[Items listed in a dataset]

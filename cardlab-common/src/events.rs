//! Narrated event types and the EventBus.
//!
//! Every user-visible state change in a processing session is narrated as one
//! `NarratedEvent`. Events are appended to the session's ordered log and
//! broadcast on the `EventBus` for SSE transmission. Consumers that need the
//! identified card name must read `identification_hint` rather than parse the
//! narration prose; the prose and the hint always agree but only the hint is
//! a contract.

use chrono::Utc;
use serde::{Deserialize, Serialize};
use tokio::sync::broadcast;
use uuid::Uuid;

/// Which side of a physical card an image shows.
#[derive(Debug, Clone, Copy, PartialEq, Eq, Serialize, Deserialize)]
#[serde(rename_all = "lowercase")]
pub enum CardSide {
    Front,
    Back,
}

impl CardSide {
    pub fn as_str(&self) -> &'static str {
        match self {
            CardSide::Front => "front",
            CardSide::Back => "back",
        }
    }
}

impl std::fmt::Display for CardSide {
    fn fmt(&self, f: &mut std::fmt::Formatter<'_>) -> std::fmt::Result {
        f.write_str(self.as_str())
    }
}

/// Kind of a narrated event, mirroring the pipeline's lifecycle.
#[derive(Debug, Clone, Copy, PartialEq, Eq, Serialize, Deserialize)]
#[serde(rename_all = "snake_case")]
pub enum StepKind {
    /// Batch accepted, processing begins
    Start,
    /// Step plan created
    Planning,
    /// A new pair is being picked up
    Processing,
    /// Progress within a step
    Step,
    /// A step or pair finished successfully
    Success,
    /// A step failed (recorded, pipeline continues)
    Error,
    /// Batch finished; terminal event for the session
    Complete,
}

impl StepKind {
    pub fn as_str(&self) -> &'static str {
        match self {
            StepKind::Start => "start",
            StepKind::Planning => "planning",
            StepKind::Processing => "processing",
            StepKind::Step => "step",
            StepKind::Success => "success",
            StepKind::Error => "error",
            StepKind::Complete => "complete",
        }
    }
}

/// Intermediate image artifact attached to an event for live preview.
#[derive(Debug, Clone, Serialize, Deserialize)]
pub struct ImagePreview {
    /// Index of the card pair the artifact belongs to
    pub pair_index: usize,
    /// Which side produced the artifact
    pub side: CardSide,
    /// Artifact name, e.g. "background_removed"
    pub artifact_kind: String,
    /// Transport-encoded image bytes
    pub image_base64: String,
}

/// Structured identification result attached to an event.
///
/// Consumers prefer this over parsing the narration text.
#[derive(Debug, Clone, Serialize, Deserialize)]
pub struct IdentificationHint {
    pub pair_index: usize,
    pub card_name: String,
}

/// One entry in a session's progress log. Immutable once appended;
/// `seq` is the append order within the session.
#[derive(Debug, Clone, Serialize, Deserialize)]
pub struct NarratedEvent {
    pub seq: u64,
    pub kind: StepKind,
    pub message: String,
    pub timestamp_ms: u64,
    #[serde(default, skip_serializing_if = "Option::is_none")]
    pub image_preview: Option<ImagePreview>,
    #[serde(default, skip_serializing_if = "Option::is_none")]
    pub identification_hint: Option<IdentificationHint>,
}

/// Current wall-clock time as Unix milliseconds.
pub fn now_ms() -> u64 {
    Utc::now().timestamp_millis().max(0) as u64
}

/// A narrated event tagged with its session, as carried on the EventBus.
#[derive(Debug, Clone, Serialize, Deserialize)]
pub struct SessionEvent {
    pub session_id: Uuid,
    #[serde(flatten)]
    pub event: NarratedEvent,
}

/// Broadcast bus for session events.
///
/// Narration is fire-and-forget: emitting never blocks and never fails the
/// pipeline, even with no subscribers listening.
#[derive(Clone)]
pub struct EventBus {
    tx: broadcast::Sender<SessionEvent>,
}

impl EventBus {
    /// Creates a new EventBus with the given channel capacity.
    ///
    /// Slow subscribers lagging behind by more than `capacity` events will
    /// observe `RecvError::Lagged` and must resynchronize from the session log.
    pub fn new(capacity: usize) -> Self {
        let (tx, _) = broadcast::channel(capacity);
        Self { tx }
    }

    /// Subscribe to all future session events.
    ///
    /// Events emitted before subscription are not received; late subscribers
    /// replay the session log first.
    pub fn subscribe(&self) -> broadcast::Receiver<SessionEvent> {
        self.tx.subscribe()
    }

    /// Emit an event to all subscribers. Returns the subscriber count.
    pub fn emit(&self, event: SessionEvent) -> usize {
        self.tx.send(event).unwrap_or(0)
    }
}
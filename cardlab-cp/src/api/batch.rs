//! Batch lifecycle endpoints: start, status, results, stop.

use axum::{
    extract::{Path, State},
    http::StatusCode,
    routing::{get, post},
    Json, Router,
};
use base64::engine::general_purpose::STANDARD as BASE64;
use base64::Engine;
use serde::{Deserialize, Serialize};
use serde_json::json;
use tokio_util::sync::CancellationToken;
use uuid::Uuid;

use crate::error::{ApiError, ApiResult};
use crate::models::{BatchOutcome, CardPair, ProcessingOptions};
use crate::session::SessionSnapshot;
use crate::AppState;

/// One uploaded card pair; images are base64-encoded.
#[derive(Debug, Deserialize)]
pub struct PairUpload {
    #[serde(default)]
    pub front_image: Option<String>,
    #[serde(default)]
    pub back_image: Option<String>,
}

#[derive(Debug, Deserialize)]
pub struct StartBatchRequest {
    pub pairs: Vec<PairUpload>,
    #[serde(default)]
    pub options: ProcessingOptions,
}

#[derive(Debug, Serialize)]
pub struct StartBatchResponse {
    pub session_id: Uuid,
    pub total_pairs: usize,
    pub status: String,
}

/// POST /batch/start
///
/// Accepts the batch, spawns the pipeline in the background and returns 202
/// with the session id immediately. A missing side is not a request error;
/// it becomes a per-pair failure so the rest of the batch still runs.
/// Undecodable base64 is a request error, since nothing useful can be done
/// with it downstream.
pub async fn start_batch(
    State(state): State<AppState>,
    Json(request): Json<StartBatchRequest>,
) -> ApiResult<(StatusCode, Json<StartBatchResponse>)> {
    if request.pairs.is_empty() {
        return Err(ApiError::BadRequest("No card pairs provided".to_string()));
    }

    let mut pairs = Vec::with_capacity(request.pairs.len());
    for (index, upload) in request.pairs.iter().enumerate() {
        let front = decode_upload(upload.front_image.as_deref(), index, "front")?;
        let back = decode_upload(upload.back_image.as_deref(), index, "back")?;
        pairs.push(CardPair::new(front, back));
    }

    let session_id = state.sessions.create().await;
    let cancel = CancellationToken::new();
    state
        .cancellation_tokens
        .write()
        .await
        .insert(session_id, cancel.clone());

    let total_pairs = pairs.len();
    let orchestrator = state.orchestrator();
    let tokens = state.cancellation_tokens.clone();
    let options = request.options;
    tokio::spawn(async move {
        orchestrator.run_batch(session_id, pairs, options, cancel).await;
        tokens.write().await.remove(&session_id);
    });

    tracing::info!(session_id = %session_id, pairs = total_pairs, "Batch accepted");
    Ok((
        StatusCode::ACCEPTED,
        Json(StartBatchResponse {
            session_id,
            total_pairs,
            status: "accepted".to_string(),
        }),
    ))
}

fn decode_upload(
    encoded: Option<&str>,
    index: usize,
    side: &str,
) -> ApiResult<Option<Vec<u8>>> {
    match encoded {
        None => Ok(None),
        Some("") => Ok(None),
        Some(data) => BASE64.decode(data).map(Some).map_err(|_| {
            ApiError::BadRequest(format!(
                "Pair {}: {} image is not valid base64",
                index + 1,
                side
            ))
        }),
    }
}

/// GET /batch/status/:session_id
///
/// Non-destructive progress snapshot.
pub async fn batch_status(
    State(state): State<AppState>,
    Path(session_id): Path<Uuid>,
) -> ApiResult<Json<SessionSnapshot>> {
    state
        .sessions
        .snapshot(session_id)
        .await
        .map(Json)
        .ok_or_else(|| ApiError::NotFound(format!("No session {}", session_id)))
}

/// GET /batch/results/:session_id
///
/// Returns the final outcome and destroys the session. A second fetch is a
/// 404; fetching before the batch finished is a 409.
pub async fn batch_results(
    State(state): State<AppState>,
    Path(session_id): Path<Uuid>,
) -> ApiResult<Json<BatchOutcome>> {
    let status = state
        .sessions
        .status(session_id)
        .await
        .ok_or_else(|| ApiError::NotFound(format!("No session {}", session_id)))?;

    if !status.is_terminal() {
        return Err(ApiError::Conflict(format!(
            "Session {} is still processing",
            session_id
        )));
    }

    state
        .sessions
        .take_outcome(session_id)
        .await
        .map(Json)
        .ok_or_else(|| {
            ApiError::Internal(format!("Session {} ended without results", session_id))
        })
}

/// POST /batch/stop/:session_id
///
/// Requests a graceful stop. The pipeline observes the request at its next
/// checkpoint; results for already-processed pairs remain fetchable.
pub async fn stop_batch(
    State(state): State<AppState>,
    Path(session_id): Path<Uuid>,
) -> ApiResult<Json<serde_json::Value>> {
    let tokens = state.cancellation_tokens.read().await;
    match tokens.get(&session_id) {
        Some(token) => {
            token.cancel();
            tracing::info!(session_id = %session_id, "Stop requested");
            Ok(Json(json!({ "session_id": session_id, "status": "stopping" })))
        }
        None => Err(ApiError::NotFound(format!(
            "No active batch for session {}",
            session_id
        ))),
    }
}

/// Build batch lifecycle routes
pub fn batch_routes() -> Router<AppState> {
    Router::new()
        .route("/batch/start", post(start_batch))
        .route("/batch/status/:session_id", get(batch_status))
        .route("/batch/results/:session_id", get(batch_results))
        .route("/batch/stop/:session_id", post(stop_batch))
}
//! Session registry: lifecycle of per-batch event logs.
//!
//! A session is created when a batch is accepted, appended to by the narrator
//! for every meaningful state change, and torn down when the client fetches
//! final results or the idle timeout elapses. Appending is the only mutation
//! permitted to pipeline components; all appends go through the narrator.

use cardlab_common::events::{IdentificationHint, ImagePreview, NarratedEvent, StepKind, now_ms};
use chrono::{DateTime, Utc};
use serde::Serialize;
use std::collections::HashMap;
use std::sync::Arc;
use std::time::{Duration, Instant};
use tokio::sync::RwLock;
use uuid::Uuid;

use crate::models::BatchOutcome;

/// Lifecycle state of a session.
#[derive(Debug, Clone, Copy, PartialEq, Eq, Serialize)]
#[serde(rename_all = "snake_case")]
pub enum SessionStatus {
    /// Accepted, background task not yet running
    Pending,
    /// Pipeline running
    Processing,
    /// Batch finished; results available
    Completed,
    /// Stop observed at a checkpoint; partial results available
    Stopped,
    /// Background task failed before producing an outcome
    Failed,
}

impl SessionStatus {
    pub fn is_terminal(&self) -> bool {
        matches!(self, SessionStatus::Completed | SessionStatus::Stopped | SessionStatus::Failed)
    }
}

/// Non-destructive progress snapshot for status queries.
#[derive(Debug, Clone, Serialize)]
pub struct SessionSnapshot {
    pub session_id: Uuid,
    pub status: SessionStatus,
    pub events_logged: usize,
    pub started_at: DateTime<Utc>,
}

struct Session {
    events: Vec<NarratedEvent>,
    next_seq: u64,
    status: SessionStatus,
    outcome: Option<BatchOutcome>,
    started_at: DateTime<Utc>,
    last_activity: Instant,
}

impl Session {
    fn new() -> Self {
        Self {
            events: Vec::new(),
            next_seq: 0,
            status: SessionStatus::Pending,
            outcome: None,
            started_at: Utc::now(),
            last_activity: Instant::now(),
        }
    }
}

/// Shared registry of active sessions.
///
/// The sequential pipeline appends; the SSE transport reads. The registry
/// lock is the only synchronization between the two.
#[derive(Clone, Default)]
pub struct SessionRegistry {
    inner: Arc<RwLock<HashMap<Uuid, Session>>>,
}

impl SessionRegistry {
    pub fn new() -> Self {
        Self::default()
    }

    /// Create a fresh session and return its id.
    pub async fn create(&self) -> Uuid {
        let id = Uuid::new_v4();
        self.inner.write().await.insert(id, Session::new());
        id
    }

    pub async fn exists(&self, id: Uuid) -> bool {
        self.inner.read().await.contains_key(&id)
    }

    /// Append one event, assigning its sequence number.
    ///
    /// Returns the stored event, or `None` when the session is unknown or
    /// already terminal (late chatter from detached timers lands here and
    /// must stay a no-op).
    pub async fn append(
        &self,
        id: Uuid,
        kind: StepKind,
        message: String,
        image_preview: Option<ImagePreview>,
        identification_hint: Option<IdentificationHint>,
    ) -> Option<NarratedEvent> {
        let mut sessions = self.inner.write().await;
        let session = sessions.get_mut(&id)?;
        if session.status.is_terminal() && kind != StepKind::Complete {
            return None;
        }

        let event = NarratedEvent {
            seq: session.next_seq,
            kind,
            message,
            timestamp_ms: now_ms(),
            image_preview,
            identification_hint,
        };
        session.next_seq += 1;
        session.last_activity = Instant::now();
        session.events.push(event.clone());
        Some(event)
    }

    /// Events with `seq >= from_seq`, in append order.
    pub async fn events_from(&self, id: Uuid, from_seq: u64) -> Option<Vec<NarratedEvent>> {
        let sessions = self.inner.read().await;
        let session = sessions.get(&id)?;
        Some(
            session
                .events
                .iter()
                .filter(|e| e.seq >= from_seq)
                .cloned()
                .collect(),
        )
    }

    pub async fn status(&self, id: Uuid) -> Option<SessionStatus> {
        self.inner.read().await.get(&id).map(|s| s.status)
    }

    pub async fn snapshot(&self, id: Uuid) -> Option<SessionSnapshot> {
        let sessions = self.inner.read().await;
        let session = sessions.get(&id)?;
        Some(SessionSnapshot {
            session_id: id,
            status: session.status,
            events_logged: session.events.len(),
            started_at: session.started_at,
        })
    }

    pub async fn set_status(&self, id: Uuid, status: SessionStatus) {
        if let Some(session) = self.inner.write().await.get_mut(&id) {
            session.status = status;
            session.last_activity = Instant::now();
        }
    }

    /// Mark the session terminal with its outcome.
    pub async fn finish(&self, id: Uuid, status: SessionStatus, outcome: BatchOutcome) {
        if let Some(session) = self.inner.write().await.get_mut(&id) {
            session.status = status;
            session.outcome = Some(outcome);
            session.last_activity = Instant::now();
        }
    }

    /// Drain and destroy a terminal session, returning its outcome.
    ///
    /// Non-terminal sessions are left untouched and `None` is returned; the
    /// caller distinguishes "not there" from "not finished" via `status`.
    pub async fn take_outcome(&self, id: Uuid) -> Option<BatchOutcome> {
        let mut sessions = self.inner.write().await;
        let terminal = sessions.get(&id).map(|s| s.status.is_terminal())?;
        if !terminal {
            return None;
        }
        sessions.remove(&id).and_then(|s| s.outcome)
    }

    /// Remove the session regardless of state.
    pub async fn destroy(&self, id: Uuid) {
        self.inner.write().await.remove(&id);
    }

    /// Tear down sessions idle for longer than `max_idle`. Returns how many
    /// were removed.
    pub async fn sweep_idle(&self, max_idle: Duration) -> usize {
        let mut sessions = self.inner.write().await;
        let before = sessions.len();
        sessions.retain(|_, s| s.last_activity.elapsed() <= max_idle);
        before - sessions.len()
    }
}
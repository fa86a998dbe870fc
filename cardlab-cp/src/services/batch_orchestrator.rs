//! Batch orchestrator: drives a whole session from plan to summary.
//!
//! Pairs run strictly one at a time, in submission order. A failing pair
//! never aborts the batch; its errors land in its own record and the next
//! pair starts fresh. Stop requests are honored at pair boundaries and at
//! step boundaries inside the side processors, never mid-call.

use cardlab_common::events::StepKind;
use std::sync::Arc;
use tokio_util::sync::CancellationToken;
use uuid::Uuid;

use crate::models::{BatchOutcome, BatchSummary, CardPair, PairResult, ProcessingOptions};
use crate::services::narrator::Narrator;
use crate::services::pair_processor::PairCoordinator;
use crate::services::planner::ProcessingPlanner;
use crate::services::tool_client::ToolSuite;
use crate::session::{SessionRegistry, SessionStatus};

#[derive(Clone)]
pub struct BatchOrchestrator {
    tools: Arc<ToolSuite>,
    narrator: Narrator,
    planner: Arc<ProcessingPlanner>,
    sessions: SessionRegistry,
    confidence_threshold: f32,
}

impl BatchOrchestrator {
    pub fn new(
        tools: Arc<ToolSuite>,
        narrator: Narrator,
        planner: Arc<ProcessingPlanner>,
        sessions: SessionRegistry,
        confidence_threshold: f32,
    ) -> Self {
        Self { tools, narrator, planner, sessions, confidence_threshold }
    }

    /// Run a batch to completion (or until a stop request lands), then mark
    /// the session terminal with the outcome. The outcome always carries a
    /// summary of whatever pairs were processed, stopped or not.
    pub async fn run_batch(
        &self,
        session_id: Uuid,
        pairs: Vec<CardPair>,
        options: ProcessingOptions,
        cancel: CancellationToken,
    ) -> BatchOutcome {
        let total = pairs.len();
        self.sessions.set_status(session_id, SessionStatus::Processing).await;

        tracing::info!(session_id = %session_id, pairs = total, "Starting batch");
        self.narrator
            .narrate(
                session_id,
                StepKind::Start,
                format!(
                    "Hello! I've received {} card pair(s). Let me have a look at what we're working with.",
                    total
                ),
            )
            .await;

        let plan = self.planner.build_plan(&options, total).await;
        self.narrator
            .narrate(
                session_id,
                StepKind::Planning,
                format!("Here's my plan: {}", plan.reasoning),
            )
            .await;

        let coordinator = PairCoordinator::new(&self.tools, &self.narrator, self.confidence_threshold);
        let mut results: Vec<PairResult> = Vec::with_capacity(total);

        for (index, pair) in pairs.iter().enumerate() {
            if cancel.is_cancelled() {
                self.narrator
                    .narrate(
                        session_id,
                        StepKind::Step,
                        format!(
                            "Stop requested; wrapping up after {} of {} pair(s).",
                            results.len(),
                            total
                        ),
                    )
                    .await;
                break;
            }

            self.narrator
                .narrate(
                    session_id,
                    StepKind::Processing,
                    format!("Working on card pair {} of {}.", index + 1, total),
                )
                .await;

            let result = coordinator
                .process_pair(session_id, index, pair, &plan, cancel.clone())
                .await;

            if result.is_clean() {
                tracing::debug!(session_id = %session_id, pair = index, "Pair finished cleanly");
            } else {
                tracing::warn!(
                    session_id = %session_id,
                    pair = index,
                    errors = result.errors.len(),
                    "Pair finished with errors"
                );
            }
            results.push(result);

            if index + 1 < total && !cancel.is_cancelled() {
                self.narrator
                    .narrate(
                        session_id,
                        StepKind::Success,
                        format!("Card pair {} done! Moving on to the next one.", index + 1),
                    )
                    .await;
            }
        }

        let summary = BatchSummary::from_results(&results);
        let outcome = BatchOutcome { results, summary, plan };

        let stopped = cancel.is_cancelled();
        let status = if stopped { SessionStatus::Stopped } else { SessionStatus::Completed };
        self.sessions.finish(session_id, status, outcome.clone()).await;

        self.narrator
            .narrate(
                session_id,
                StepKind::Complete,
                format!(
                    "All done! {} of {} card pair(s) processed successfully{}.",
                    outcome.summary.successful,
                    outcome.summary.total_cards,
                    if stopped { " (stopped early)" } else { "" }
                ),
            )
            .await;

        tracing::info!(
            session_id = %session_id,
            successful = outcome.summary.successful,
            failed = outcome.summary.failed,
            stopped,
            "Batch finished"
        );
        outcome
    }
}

» Exercise objective
Please state only the number of lines above that hold the string "iter".

» Output for this task
3